Of children born small for gestational age (SGA) with birth weight and/or birth length below -2 SD, about 10% fail to catch-up after birth. These children remain short over childhood /with height standard deviation score (ht-SDS) bellow -2.5 SDS/ and end up as short adults. They are assigned as SGA-SS (small for gedtational age with short stature). European Medicine Agency approved grjowth hormone therapy in SGA-SS already in 2003.
Out of 1502 SGA-SS children that are registered in the Czech national database of growth hormone recipients REPAR, 397 children (221 boys) already completed growth and achieved near-final height. Growth hormone therapy (median dose 0.034mg/kg/day) was initiated at age 8.5 years in boys (median; P5-95: 3.2-15.0) and 73. years in girls(3.9-13.5). The mean ht-SDS at treatment initiation was -3.21 (SD:0.91).
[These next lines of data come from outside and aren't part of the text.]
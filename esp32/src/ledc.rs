use esp_idf_svc::sys::{
    esp, ledc_channel_config, ledc_channel_config_t, ledc_intr_type_t_LEDC_INTR_DISABLE,
    ledc_mode_t, ledc_mode_t_LEDC_HIGH_SPEED_MODE, ledc_mode_t_LEDC_LOW_SPEED_MODE, ledc_set_duty,
    ledc_stop, ledc_timer_config, ledc_timer_config_t, ledc_update_duty,
    soc_periph_ledc_clk_src_legacy_t, soc_periph_ledc_clk_src_legacy_t_LEDC_AUTO_CLK,
    soc_periph_ledc_clk_src_legacy_t_LEDC_USE_APB_CLK,
    soc_periph_ledc_clk_src_legacy_t_LEDC_USE_REF_TICK, EspError,
};

use backlight_control::bsp::pwm::{
    ChannelConfig, ClockSource, PwmPeripheral, SpeedMode, TimerConfig,
};

/// LEDC driver of ESP-IDF. Stateless, the driver keeps track of timers and channels.
pub struct EspLedc;

fn mode(speed_mode: SpeedMode) -> ledc_mode_t {
    match speed_mode {
        SpeedMode::LowSpeed => ledc_mode_t_LEDC_LOW_SPEED_MODE,
        SpeedMode::HighSpeed => ledc_mode_t_LEDC_HIGH_SPEED_MODE,
    }
}

fn clock(clock: ClockSource) -> soc_periph_ledc_clk_src_legacy_t {
    match clock {
        ClockSource::Auto => soc_periph_ledc_clk_src_legacy_t_LEDC_AUTO_CLK,
        ClockSource::Apb => soc_periph_ledc_clk_src_legacy_t_LEDC_USE_APB_CLK,
        ClockSource::RefTick => soc_periph_ledc_clk_src_legacy_t_LEDC_USE_REF_TICK,
    }
}

impl PwmPeripheral for EspLedc {
    type Error = EspError;

    fn configure_timer(&self, config: &TimerConfig) -> Result<(), Self::Error> {
        let timer_config = ledc_timer_config_t {
            speed_mode: mode(config.speed_mode),
            duty_resolution: config.resolution_bits as _,
            timer_num: config.timer as _,
            freq_hz: config.freq_hz,
            clk_cfg: clock(config.clock),
            ..Default::default()
        };
        esp!(unsafe { ledc_timer_config(&timer_config) })
    }

    fn configure_channel(&self, config: &ChannelConfig) -> Result<(), Self::Error> {
        let mut channel_config = ledc_channel_config_t {
            gpio_num: config.pin as _,
            speed_mode: mode(config.speed_mode),
            channel: config.channel as _,
            intr_type: ledc_intr_type_t_LEDC_INTR_DISABLE,
            timer_sel: config.timer as _,
            duty: config.duty,
            hpoint: config.hpoint as _,
            ..Default::default()
        };
        channel_config.flags.set_output_invert(config.invert as u32);
        esp!(unsafe { ledc_channel_config(&channel_config) })
    }

    fn set_duty(&self, speed_mode: SpeedMode, channel: u8, duty: u32) -> Result<(), Self::Error> {
        esp!(unsafe { ledc_set_duty(mode(speed_mode), channel as _, duty) })
    }

    fn update_duty(&self, speed_mode: SpeedMode, channel: u8) -> Result<(), Self::Error> {
        esp!(unsafe { ledc_update_duty(mode(speed_mode), channel as _) })
    }

    fn stop(&self, speed_mode: SpeedMode, channel: u8, idle_high: bool) -> Result<(), Self::Error> {
        esp!(unsafe { ledc_stop(mode(speed_mode), channel as _, idle_high as u32) })
    }
}
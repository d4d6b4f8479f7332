//! Scaled token view.
//!
//! mToken and bToken are views over the share ledgers: a token balance is
//! the share balance times the scale factor. Moving tokens moves the
//! equivalent shares, rounded against the sender.

use tracing::debug;

use crate::core::amount::{ShareAmount, TokenAmount};
use crate::core::share::ShareClass;
use crate::error::Result;
use crate::protocol::events::{ProtocolEvent, ShareTransferEvent, TokenTransferEvent};
use crate::protocol::state::ProtocolState;
use crate::utils::address::Address;
use crate::utils::constants::ONE;
use crate::utils::math::{mul_div, mul_div_up};

// ═══════════════════════════════════════════════════════════════════════════════
// CONVERSIONS
// ═══════════════════════════════════════════════════════════════════════════════

/// Token value of shares, rounded down
pub fn shares_to_tokens(shares: ShareAmount, scale_factor: u128) -> Result<TokenAmount> {
    mul_div(shares.raw(), scale_factor, ONE).map(TokenAmount::new)
}

/// Token value of shares, rounded up (what a debit of these shares costs)
pub fn shares_to_tokens_up(shares: ShareAmount, scale_factor: u128) -> Result<TokenAmount> {
    mul_div_up(shares.raw(), scale_factor, ONE).map(TokenAmount::new)
}

/// Shares credited for a token amount, rounded down
pub fn tokens_to_shares_down(tokens: TokenAmount, scale_factor: u128) -> Result<ShareAmount> {
    mul_div(tokens.raw(), ONE, scale_factor).map(ShareAmount::new)
}

/// Shares debited for a token amount, rounded up
pub fn tokens_to_shares_up(tokens: TokenAmount, scale_factor: u128) -> Result<ShareAmount> {
    mul_div_up(tokens.raw(), ONE, scale_factor).map(ShareAmount::new)
}

// ═══════════════════════════════════════════════════════════════════════════════
// READ VIEW
// ═══════════════════════════════════════════════════════════════════════════════

/// Read-only token view of one share class
#[derive(Debug, Clone, Copy)]
pub struct ScaledView<'a> {
    state: &'a ProtocolState,
    class: ShareClass,
}

impl<'a> ScaledView<'a> {
    /// Share class behind the view
    pub fn class(&self) -> ShareClass {
        self.class
    }

    /// Token symbol
    pub fn symbol(&self) -> &'static str {
        self.class.token_symbol()
    }

    /// Scale factor projected to the current time
    pub fn scale_factor(&self) -> Result<u128> {
        self.state.projected_scale_factor()
    }

    /// Token total supply
    pub fn total_supply(&self) -> Result<TokenAmount> {
        shares_to_tokens(self.state.shares.supply(self.class), self.scale_factor()?)
    }

    /// Token balance of an account
    pub fn balance_of(&self, owner: &Address) -> Result<TokenAmount> {
        shares_to_tokens(self.state.share_balance(self.class, owner), self.scale_factor()?)
    }
}

// ═══════════════════════════════════════════════════════════════════════════════
// STATE ENTRY POINTS
// ═══════════════════════════════════════════════════════════════════════════════

impl ProtocolState {
    /// Token view of a share class
    pub fn token(&self, class: ShareClass) -> ScaledView<'_> {
        ScaledView { state: self, class }
    }

    /// Transfer tokens; returns the shares moved
    pub fn transfer_tokens(
        &mut self,
        class: ShareClass,
        from: Address,
        to: Address,
        amount: TokenAmount,
    ) -> Result<ShareAmount> {
        self.transact("transfer_tokens", |state| {
            let scale_factor = state.refresh_scale_factor(from)?;
            let shares = tokens_to_shares_up(amount, scale_factor)?;
            state.shares.ledger_mut(class).transfer(from, to, shares)?;
            state.emit_token_transfer(class, from, to, amount, shares);
            Ok(shares)
        })
    }

    /// Burn tokens held by `from`; returns the shares burned
    pub fn burn_tokens(
        &mut self,
        class: ShareClass,
        from: Address,
        amount: TokenAmount,
    ) -> Result<ShareAmount> {
        self.transact("burn_tokens", |state| {
            let scale_factor = state.refresh_scale_factor(from)?;
            let shares = tokens_to_shares_up(amount, scale_factor)?;
            state.shares.ledger_mut(class).burn(from, shares)?;
            state.emit_token_transfer(class, from, Address::ZERO, amount, shares);
            Ok(shares)
        })
    }

    /// Transfer base shares directly
    pub fn transfer_shares(
        &mut self,
        class: ShareClass,
        from: Address,
        to: Address,
        amount: ShareAmount,
    ) -> Result<()> {
        self.transact("transfer_shares", |state| {
            state.refresh_scale_factor(from)?;
            state.shares.ledger_mut(class).transfer(from, to, amount)?;
            state.emit_share_transfer(class, from, to, amount);
            Ok(())
        })
    }

    /// Burn base shares held by `from`
    pub fn burn_shares(
        &mut self,
        class: ShareClass,
        from: Address,
        amount: ShareAmount,
    ) -> Result<()> {
        self.transact("burn_shares", |state| {
            state.refresh_scale_factor(from)?;
            state.shares.ledger_mut(class).burn(from, amount)?;
            state.emit_share_transfer(class, from, Address::ZERO, amount);
            Ok(())
        })
    }

    pub(crate) fn emit_share_transfer(
        &mut self,
        class: ShareClass,
        from: Address,
        to: Address,
        amount: ShareAmount,
    ) {
        debug!(
            share = class.share_symbol(),
            from = %from.short(),
            to = %to.short(),
            amount = %amount,
            "shares moved"
        );
        self.emit(ProtocolEvent::ShareTransfer(ShareTransferEvent {
            class,
            from,
            to,
            amount,
            timestamp: self.now,
        }));
    }

    fn emit_token_transfer(
        &mut self,
        class: ShareClass,
        from: Address,
        to: Address,
        amount: TokenAmount,
        shares: ShareAmount,
    ) {
        debug!(
            token = class.token_symbol(),
            from = %from.short(),
            to = %to.short(),
            amount = %amount,
            shares = %shares,
            "tokens moved"
        );
        self.emit(ProtocolEvent::TokenTransfer(TokenTransferEvent {
            class,
            from,
            to,
            amount,
            shares,
            timestamp: self.now,
        }));
    }
}
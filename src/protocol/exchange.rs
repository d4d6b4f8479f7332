//! Exchange facade.
//!
//! Deadline and slippage bounded entry points over the orchestrator's curve
//! exchange, for base shares and for scaled tokens.

use serde::{Deserialize, Serialize};
use tracing::debug;

use crate::core::amount::{ShareAmount, TokenAmount};
use crate::core::share::{Asset, ShareClass};
use crate::error::{Error, Result};
use crate::protocol::orchestrator::ShareExchange;
use crate::protocol::scaled::{
    shares_to_tokens, shares_to_tokens_up, tokens_to_shares_down, tokens_to_shares_up,
};
use crate::protocol::state::ProtocolState;
use crate::utils::address::Address;

/// Result of a token exchange
#[derive(Debug, Clone, Copy, PartialEq, Eq, Serialize, Deserialize)]
pub struct TokenExchange {
    /// Tokens debited, rounded up from the shares burned
    pub amount_in: TokenAmount,
    /// Tokens credited, rounded down from the shares minted
    pub amount_out: TokenAmount,
    /// The underlying share exchange
    pub shares: ShareExchange,
}

impl ProtocolState {
    fn check_deadline(&self, deadline: u64) -> Result<()> {
        if self.now > deadline {
            return Err(Error::Expired {
                deadline,
                now: self.now,
            });
        }
        Ok(())
    }

    /// Burn exactly `amount_in` shares for at least `min_out` of the other class
    #[allow(clippy::too_many_arguments)]
    pub fn exchange_exact_shares_for_shares(
        &mut self,
        payer: Address,
        input: Asset,
        output: Asset,
        amount_in: ShareAmount,
        min_out: ShareAmount,
        recipient: Address,
        deadline: u64,
    ) -> Result<ShareExchange> {
        self.transact("exchange_exact_shares_for_shares", |state| {
            state.check_deadline(deadline)?;
            let result = state.exchange_shares_inner(
                payer,
                input,
                output,
                amount_in,
                ShareAmount::ZERO,
                recipient,
            )?;
            if result.amount_out < min_out {
                return Err(Error::InsufficientOutputAmount {
                    minimum: min_out.raw(),
                    actual: result.amount_out.raw(),
                });
            }
            Ok(result)
        })
    }

    /// Receive exactly `amount_out` shares for at most `max_in` of the other class
    #[allow(clippy::too_many_arguments)]
    pub fn exchange_shares_for_exact_shares(
        &mut self,
        payer: Address,
        input: Asset,
        output: Asset,
        amount_out: ShareAmount,
        max_in: ShareAmount,
        recipient: Address,
        deadline: u64,
    ) -> Result<ShareExchange> {
        self.transact("exchange_shares_for_exact_shares", |state| {
            state.check_deadline(deadline)?;
            let result = state.exchange_shares_inner(
                payer,
                input,
                output,
                ShareAmount::ZERO,
                amount_out,
                recipient,
            )?;
            if result.amount_in > max_in {
                return Err(Error::ExcessiveInputAmount {
                    maximum: max_in.raw(),
                    actual: result.amount_in.raw(),
                });
            }
            Ok(result)
        })
    }

    /// Spend exactly `amount_in` tokens for at least `min_out` of the other token
    #[allow(clippy::too_many_arguments)]
    pub fn exchange_exact_tokens_for_tokens(
        &mut self,
        payer: Address,
        input: Asset,
        output: Asset,
        amount_in: TokenAmount,
        min_out: TokenAmount,
        recipient: Address,
        deadline: u64,
    ) -> Result<TokenExchange> {
        self.transact("exchange_exact_tokens_for_tokens", |state| {
            state.check_deadline(deadline)?;
            let (in_class, out_class) = token_pair(input, output)?;
            let scale_factor = state.refresh_scale_factor(payer)?;

            let shares_in = tokens_to_shares_up(amount_in, scale_factor)?;
            debug!(tokens = %amount_in, shares = %shares_in, "token input converted");
            let shares = state.exchange_shares_inner(
                payer,
                Asset::Share(in_class),
                Asset::Share(out_class),
                shares_in,
                ShareAmount::ZERO,
                recipient,
            )?;

            let result = TokenExchange {
                amount_in: shares_to_tokens_up(shares.amount_in, scale_factor)?,
                amount_out: shares_to_tokens(shares.amount_out, scale_factor)?,
                shares,
            };
            if result.amount_out < min_out {
                return Err(Error::InsufficientOutputAmount {
                    minimum: min_out.raw(),
                    actual: result.amount_out.raw(),
                });
            }
            Ok(result)
        })
    }

    /// Receive `amount_out` tokens for at most `max_in` of the other token
    #[allow(clippy::too_many_arguments)]
    pub fn exchange_tokens_for_exact_tokens(
        &mut self,
        payer: Address,
        input: Asset,
        output: Asset,
        amount_out: TokenAmount,
        max_in: TokenAmount,
        recipient: Address,
        deadline: u64,
    ) -> Result<TokenExchange> {
        self.transact("exchange_tokens_for_exact_tokens", |state| {
            state.check_deadline(deadline)?;
            let (in_class, out_class) = token_pair(input, output)?;
            let scale_factor = state.refresh_scale_factor(payer)?;

            let shares_out = tokens_to_shares_down(amount_out, scale_factor)?;
            debug!(tokens = %amount_out, shares = %shares_out, "token output converted");
            let shares = state.exchange_shares_inner(
                payer,
                Asset::Share(in_class),
                Asset::Share(out_class),
                ShareAmount::ZERO,
                shares_out,
                recipient,
            )?;

            let result = TokenExchange {
                amount_in: shares_to_tokens_up(shares.amount_in, scale_factor)?,
                amount_out: shares_to_tokens(shares.amount_out, scale_factor)?,
                shares,
            };
            if result.amount_in > max_in {
                return Err(Error::ExcessiveInputAmount {
                    maximum: max_in.raw(),
                    actual: result.amount_in.raw(),
                });
            }
            Ok(result)
        })
    }
}

/// Both assets must be distinct scaled tokens
fn token_pair(input: Asset, output: Asset) -> Result<(ShareClass, ShareClass)> {
    match (input, output) {
        (Asset::Token(a), Asset::Token(b)) if a != b => Ok((a, b)),
        _ => Err(Error::InvalidTokenPair {
            input: input.to_string(),
            output: output.to_string(),
        }),
    }
}

#[cfg(test)]
mod tests {
    use super::*;
    use crate::core::config::{GenesisConfig, ProtocolConfig, ProtocolParams};
    use crate::utils::constants::ONE;

    const M_SHARE: Asset = Asset::Share(ShareClass::M);
    const B_SHARE: Asset = Asset::Share(ShareClass::B);
    const M_TOKEN: Asset = Asset::Token(ShareClass::M);
    const B_TOKEN: Asset = Asset::Token(ShareClass::B);

    fn alice() -> Address {
        Address::from_label("alice")
    }

    fn bob() -> Address {
        Address::from_label("bob")
    }

    fn state() -> ProtocolState {
        let config = ProtocolConfig::new(
            ProtocolParams::default(),
            GenesisConfig::new(alice(), 1_000 * ONE, 2_000 * ONE, 0),
        );
        ProtocolState::genesis(&config).unwrap()
    }

    fn grown_state() -> ProtocolState {
        let config = ProtocolConfig::new(
            ProtocolParams::default(),
            GenesisConfig::new(alice(), 2_000 * ONE, 1_000 * ONE, 0),
        );
        let mut state = ProtocolState::genesis(&config).unwrap();
        state.advance_time(90 * 86_400).unwrap();
        state
    }

    #[test]
    fn test_expired_deadline() {
        let mut state = state();
        state.advance_time(100).unwrap();
        let result = state.exchange_exact_shares_for_shares(
            alice(),
            M_SHARE,
            B_SHARE,
            ShareAmount::from_units(1),
            ShareAmount::ZERO,
            alice(),
            99,
        );
        assert_eq!(result, Err(Error::Expired { deadline: 99, now: 100 }));

        // The deadline itself is still valid
        assert!(state
            .exchange_exact_shares_for_shares(
                alice(),
                M_SHARE,
                B_SHARE,
                ShareAmount::from_units(1),
                ShareAmount::ZERO,
                alice(),
                100,
            )
            .is_ok());
    }

    #[test]
    fn test_exact_output_with_max_input() {
        let mut state = state();
        let result = state
            .exchange_shares_for_exact_shares(
                alice(),
                M_SHARE,
                B_SHARE,
                ShareAmount::from_units(200),
                ShareAmount::from_units(600),
                bob(),
                0,
            )
            .unwrap();
        assert_eq!(result.amount_in, ShareAmount::from_units(600));
        assert_eq!(state.share_balance(ShareClass::B, &bob()), ShareAmount::from_units(200));
    }

    #[test]
    fn test_excessive_input_reverts() {
        let mut state = state();
        let before = state.state_hash().unwrap();
        let result = state.exchange_shares_for_exact_shares(
            alice(),
            M_SHARE,
            B_SHARE,
            ShareAmount::from_units(200),
            ShareAmount::new(600 * ONE - 1),
            bob(),
            0,
        );
        assert!(matches!(result, Err(Error::ExcessiveInputAmount { .. })));
        assert_eq!(state.state_hash().unwrap(), before);
    }

    #[test]
    fn test_insufficient_output_reverts() {
        let mut state = state();
        let quote = state
            .quote_amount_out(ShareClass::B, ShareAmount::from_units(10))
            .unwrap();
        let events = state.events().len();

        let result = state.exchange_exact_shares_for_shares(
            alice(),
            B_SHARE,
            M_SHARE,
            ShareAmount::from_units(10),
            ShareAmount::new(quote.raw() + 1),
            alice(),
            0,
        );
        assert!(matches!(result, Err(Error::InsufficientOutputAmount { .. })));
        assert_eq!(state.events().len(), events);

        let ok = state
            .exchange_exact_shares_for_shares(
                alice(),
                B_SHARE,
                M_SHARE,
                ShareAmount::from_units(10),
                quote,
                alice(),
                0,
            )
            .unwrap();
        assert_eq!(ok.amount_out, quote);
    }

    #[test]
    fn test_token_variants_require_tokens() {
        let mut state = state();
        let result = state.exchange_exact_tokens_for_tokens(
            alice(),
            M_SHARE,
            B_TOKEN,
            TokenAmount::from_units(1),
            TokenAmount::ZERO,
            alice(),
            0,
        );
        assert!(matches!(result, Err(Error::InvalidTokenPair { .. })));

        let result = state.exchange_tokens_for_exact_tokens(
            alice(),
            M_TOKEN,
            M_TOKEN,
            TokenAmount::from_units(1),
            TokenAmount::from_units(10),
            alice(),
            0,
        );
        assert!(matches!(result, Err(Error::InvalidTokenPair { .. })));
    }

    #[test]
    fn test_exact_tokens_for_tokens_uses_scaled_amounts() {
        let mut state = grown_state();
        let amount_in = TokenAmount::from_units(100);
        let result = state
            .exchange_exact_tokens_for_tokens(
                alice(),
                M_TOKEN,
                B_TOKEN,
                amount_in,
                TokenAmount::ZERO,
                bob(),
                90 * 86_400,
            )
            .unwrap();

        let sf = state.orchestrator().scale_factor();
        assert!(sf > ONE);
        assert_eq!(result.shares.amount_in, tokens_to_shares_up(amount_in, sf).unwrap());
        // Debit rounding never charges less than requested, nor more than one share's worth extra
        assert!(result.amount_in >= amount_in);
        assert!(result.amount_in.raw() - amount_in.raw() <= sf / ONE + 1);
        assert_eq!(state.token(ShareClass::B).balance_of(&bob()).unwrap(), result.amount_out);
    }

    #[test]
    fn test_tokens_for_exact_tokens_bounds_input() {
        let mut state = grown_state();
        let amount_out = TokenAmount::from_units(50);

        let mut quoted = state.clone();
        let quote = quoted
            .exchange_tokens_for_exact_tokens(
                alice(),
                M_TOKEN,
                B_TOKEN,
                amount_out,
                TokenAmount::new(u128::MAX),
                bob(),
                u64::MAX,
            )
            .unwrap();
        // Credit rounding never pays more than requested
        let sf = quoted.orchestrator().scale_factor();
        assert!(quote.amount_out <= amount_out);
        assert!(amount_out.raw() - quote.amount_out.raw() <= sf / ONE + 1);

        let tight = TokenAmount::new(quote.amount_in.raw() - 1);
        assert!(matches!(
            state.exchange_tokens_for_exact_tokens(
                alice(),
                M_TOKEN,
                B_TOKEN,
                amount_out,
                tight,
                bob(),
                u64::MAX
            ),
            Err(Error::ExcessiveInputAmount { .. })
        ));
        let done = state
            .exchange_tokens_for_exact_tokens(
                alice(),
                M_TOKEN,
                B_TOKEN,
                amount_out,
                quote.amount_in,
                bob(),
                u64::MAX,
            )
            .unwrap();
        assert_eq!(done, quote);
    }
}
Treatment was terminated at age 16.2 years in boys (median; P5-95:14.0-18.7) and 14.3 years in girls (12.4-17.3).
By treatment termination, the patients have had gained 1.59 ht-SDS (mean) and have achieved near-final height -1.62 ht-SDS (SD: 0.97; p 0.0001 if compared to pre-treatment). Thus, majority of patients exceeded -2 SDS at treatment completion and achieved height within normal limits. After adjusting for ht-SDS at age 18 years, their height corresponded to ht-SDS -2.30 (SD: 1.09; if compared pre-treatment). Growth hormone therapy was successful even after this adjustment that midly underestimates the treatment effect, and led to mean height increase of 0.91 ht-SDS.
Analysis results of the REPAR database confirm efficacy of growth hormone therapy in SGA-SS children and its potential to significantly improve the adult height.